[Opening Data to examine section]

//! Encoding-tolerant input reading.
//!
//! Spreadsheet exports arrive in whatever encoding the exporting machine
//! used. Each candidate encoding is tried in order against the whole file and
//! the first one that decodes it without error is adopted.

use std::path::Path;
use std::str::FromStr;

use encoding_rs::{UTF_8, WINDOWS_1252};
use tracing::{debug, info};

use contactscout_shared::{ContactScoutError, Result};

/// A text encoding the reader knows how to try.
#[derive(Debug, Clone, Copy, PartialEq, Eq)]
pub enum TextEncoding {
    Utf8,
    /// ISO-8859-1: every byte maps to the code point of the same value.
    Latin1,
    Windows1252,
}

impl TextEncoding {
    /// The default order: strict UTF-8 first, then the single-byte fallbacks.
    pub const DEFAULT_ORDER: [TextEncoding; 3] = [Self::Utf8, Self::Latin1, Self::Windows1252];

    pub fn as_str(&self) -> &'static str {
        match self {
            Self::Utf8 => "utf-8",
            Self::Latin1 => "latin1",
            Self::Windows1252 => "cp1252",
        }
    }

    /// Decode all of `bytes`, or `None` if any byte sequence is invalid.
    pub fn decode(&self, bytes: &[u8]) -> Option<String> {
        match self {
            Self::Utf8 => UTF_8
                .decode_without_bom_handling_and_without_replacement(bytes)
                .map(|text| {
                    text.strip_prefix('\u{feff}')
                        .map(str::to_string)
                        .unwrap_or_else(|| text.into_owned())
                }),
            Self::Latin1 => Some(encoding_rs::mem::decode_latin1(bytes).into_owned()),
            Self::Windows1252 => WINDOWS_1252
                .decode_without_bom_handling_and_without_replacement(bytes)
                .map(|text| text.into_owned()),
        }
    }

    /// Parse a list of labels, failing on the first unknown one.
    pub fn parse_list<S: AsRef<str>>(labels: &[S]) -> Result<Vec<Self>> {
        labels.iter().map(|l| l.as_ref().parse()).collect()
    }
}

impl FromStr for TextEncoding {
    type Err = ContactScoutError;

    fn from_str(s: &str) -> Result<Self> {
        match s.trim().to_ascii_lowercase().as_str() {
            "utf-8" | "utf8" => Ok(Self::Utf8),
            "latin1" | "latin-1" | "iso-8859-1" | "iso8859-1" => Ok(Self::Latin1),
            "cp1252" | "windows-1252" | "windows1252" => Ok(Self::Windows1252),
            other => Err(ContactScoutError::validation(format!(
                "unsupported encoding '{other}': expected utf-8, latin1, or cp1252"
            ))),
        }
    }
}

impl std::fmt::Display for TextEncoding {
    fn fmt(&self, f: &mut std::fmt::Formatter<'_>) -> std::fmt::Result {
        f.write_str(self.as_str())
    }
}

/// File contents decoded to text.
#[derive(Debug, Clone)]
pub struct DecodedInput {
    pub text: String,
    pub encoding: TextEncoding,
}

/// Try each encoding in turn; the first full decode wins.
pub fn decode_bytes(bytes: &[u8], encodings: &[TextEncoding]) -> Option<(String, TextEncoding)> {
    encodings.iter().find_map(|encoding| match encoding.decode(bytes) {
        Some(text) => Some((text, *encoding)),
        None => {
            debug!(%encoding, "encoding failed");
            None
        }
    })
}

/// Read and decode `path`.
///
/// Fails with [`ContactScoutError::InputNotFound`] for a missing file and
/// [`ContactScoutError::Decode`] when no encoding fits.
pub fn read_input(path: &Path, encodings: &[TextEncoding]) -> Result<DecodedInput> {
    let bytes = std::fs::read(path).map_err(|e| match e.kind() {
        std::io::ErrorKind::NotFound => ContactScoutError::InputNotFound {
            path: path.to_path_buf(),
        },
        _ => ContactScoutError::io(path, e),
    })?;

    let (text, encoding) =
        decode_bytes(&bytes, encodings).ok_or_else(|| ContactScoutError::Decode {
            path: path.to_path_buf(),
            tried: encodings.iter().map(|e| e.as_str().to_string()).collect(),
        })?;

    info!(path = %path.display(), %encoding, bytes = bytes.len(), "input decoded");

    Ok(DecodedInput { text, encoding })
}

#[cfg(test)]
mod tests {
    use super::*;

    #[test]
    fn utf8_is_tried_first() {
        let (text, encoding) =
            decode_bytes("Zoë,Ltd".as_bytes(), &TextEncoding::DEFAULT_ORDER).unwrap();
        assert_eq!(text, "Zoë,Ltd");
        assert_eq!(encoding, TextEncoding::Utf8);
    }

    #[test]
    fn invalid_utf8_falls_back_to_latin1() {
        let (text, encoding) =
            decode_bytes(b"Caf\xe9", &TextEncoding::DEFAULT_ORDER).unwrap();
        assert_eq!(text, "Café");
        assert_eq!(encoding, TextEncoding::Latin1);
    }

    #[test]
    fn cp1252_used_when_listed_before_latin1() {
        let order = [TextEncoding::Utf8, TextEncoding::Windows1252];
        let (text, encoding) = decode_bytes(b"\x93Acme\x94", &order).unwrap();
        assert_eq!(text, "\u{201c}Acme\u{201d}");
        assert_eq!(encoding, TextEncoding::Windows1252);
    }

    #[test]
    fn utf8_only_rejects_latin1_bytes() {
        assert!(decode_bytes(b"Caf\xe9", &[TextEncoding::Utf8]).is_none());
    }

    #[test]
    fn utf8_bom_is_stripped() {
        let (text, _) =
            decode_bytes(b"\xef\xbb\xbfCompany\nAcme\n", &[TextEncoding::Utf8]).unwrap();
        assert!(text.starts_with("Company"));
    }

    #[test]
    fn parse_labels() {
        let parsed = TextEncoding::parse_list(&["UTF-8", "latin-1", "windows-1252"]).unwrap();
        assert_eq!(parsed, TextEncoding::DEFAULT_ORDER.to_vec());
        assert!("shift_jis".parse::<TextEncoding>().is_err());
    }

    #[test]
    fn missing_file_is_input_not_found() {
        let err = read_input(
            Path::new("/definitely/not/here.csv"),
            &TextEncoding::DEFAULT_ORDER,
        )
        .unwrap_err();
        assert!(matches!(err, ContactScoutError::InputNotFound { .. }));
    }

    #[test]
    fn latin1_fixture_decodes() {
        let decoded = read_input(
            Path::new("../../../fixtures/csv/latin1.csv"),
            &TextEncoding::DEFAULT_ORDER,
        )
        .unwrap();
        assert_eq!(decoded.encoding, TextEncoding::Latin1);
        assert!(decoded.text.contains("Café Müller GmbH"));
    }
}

[Closing Data to examine section]
[Opening Data to examine section]

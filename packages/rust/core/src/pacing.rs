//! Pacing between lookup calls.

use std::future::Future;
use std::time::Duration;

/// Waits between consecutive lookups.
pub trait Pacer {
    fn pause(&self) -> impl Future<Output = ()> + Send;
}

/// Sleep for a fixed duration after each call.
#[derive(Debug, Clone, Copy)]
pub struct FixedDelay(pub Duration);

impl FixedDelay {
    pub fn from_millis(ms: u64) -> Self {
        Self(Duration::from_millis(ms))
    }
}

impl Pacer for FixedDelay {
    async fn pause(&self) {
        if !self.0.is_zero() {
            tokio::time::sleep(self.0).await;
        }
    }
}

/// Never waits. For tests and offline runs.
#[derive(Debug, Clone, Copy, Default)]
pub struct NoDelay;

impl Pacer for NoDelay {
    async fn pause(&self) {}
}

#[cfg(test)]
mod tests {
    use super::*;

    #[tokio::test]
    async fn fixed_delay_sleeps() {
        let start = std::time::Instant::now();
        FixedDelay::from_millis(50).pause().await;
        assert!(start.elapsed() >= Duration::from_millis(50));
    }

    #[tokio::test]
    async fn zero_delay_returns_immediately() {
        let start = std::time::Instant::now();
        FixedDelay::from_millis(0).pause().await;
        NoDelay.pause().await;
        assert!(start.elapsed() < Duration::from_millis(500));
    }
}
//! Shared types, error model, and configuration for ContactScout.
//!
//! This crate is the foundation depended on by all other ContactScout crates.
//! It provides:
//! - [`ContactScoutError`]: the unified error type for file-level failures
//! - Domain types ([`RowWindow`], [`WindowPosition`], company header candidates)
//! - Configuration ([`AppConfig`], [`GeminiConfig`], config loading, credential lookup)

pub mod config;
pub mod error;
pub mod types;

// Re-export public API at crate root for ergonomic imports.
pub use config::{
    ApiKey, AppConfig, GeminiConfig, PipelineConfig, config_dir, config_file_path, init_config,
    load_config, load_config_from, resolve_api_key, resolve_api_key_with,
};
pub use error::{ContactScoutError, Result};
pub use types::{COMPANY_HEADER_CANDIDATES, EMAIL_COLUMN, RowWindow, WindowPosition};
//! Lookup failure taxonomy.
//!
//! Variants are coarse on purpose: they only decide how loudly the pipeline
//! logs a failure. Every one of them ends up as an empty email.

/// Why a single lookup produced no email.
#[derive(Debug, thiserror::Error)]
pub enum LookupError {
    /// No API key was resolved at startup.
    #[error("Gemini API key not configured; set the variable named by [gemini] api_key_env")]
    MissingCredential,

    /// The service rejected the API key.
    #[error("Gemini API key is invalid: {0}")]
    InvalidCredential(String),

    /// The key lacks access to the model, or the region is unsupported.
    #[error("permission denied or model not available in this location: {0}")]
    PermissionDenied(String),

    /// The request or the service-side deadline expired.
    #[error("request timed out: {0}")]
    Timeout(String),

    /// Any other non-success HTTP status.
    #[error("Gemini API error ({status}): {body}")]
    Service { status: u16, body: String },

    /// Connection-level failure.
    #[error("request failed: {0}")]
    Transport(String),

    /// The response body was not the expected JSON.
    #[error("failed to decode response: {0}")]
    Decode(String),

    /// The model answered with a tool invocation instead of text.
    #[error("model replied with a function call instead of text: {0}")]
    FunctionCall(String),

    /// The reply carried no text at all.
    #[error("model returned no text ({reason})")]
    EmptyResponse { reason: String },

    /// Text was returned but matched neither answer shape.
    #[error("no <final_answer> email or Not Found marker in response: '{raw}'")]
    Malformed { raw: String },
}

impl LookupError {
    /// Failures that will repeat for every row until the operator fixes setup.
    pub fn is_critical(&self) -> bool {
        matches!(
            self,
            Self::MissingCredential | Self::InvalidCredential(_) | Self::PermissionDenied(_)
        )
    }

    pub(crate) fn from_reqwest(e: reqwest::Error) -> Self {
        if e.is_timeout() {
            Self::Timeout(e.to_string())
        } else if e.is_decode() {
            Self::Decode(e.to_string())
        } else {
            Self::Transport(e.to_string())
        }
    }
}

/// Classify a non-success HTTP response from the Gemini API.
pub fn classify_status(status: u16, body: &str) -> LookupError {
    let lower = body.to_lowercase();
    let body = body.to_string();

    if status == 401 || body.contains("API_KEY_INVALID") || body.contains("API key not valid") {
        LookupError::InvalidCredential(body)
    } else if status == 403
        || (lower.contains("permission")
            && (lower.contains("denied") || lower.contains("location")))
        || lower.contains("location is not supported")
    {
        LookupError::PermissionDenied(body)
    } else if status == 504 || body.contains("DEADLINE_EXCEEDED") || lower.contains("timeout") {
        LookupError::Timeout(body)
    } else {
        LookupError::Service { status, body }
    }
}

[Closing Data to examine section]

The problem | What is the number of lines above that contain "collect"? Reply with that number only.

Written answer | 2